Reason for being poor: again, insufficient information on the application / use
of the research. The summary does provide some useful methods and
techniques, such as automatic differentiation, computer programming, the
NAG library and experimental measurements, but it would be helpful to know a
little more about the type testing that might be carried out and whether this
was being applied to civilian aircraft at relatively low speeds or military aircraft
at considerably higher speeds.
3. Satellite imagery offers a number of potential benefits for the analysis of
environmental phenomena. The applications of this are as diverse as disaster
management, analysis of agricultural products, flooding and sediment deposition
in river basins and remote mapping. This project proposes to use SPOT2 multispectral data to analyse sediment concentrations in the Mississippi River delta.
Satellite images will be acquired from a number of international sources and
scanned into a computer using a high-resolution scanner. After image processing
reflectance information at specific frequencies will be extracted. Field
measurements of sediment load will be carried out using eight boats during
March and April when the sediment load is at its lightest in the delta. Samples will
be taken simultaneously on a 10m grid, across the delta, then stored in sealed
tubes and returned to the University for analysis. At the same time as physical
sampling, measurements will be made with acoustic and laser devices to
determine in-situ suspended sediment load at depths of 0.2m, 0.5m, 1m, 1.5m
and 2m from the surface. The satellite reflectance measurements will be
calibrated against the in-situ field measurements of sediment load.

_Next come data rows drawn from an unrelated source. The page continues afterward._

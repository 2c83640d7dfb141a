//! Watch command implementation
//!
//! Re-runs the scanner on a fixed interval, forever. A failing scan (for
//! example the media root vanishing when a stick is pulled) is reported
//! and the loop keeps going; nothing a single bundle does is fatal.

use std::thread;
use std::time::Duration;

use console::Style;

use crate::cli::{GlobalOptions, WatchArgs};
use crate::commands::helpers;
use crate::error::Result;
use crate::installer::Installer;
use crate::scanner;

/// Run watch command
pub fn run(options: &GlobalOptions, args: &WatchArgs) -> Result<()> {
    let media_root = helpers::resolve_media_root(options);
    let installer = Installer::new(helpers::resolve_storage_root(options));

    println!(
        "{} {} every {}s, installing into {}",
        Style::new().green().bold().apply_to("Watching"),
        media_root.display(),
        args.interval,
        installer.storage_root().display()
    );

    loop {
        match scanner::scan(&media_root, &installer) {
            Ok(summary) => {
                helpers::report_failures(&summary);
                if summary.installed > 0 || (options.verbose && summary.candidates > 0) {
                    helpers::report_summary(&summary);
                }
            }
            Err(e) => {
                eprintln!("{} {}", Style::new().red().bold().apply_to("Scan failed:"), e);
            }
        }

        thread::sleep(Duration::from_secs(args.interval));
    }
}
//! Install errors

use super::FlashError;

/// Creates a replace failed error for one destination resource
pub fn replace_failed(resource: impl Into<String>, reason: impl Into<String>) -> FlashError {
    FlashError::ReplaceFailed {
        resource: resource.into(),
        reason: reason.into(),
    }
}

These
sediment data will then be integrated into a three dimensional hydrodynamic
model of the Mississippi River delta with the aim of developing improved
sediment transport models for complex stratified estuarine flows.
Reason for being poor: A little too much information. It provides the
application / use of the research, some information on the type of satellite and
measurements being made, which is helpful. However too much information is
provided on how the research will be carried out and when. It may be useful to
know the type of satellite data, that field sediment measurements are being
taken and compared against reflectance, but information on 10m grids,
scanning data, depth measurements, etc, may be unnecessary.